■ **Work required**
From the records below, return every line containing the word "input".
** Opening Dataset records block **
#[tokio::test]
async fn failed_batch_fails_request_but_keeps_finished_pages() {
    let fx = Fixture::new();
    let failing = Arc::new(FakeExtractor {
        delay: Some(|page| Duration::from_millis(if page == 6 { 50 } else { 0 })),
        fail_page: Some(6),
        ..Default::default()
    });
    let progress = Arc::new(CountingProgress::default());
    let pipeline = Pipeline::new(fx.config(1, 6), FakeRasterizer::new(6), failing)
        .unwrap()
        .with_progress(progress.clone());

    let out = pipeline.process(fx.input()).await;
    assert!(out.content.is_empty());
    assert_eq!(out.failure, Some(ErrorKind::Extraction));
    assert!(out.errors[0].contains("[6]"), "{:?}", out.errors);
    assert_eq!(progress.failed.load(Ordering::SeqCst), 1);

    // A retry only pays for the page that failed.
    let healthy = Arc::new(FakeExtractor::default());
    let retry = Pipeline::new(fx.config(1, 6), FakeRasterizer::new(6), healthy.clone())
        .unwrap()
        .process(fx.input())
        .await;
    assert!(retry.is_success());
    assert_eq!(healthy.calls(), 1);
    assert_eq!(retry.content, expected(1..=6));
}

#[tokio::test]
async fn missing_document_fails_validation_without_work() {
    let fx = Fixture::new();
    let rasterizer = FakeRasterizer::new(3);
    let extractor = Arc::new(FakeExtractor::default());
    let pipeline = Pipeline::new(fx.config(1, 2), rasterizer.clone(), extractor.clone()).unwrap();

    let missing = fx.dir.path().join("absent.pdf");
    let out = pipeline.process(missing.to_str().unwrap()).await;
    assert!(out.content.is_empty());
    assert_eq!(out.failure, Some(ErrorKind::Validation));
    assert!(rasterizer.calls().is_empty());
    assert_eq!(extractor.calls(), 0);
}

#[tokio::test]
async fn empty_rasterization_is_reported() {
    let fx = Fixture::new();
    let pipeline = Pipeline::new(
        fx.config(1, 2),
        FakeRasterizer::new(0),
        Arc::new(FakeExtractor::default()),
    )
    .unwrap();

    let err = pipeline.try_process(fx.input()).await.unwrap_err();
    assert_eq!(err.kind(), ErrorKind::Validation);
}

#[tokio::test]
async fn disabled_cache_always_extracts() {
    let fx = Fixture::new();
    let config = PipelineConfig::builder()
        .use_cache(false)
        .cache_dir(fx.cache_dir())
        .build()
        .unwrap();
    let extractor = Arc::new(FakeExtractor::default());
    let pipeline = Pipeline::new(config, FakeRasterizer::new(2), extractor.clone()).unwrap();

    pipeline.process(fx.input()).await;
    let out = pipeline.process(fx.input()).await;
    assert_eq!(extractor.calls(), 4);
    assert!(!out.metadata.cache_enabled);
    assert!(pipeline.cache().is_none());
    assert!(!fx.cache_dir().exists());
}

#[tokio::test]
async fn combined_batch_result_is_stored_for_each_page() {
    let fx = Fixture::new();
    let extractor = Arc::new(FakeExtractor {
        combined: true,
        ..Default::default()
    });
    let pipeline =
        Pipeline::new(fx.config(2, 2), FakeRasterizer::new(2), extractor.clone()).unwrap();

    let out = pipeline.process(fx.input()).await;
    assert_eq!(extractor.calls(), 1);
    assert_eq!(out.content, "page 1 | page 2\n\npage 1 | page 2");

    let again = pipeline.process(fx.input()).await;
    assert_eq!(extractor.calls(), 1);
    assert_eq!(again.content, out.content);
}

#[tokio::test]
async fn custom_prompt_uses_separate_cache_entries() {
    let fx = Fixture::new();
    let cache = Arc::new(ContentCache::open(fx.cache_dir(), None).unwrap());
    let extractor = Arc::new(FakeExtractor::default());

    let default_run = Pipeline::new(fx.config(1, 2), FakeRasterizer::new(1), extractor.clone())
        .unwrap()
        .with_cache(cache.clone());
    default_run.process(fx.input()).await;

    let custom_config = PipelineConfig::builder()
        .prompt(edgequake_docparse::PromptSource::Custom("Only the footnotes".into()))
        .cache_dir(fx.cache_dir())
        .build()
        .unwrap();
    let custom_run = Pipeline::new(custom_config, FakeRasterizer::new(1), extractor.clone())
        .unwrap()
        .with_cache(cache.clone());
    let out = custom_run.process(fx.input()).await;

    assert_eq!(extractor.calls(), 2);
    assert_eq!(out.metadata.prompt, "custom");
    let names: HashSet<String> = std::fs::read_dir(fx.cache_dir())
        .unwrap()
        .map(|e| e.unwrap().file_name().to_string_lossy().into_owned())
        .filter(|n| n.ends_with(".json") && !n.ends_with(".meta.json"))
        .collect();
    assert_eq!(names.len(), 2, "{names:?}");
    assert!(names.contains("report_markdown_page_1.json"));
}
** Closing Dataset records block **
■ **Task output**
    let out = pipeline.process(fx.input()).await;
        .process(fx.input())
    let err = pipeline.try_process(fx.input()).await.unwrap_err();
    pipeline.process(fx.input()).await;
    let out = pipeline.process(fx.input()).await;
    let out = pipeline.process(fx.input()).await;
    let again = pipeline.process(fx.input()).await;
    default_run.process(fx.input()).await;
    let out = custom_run.process(fx.input()).await;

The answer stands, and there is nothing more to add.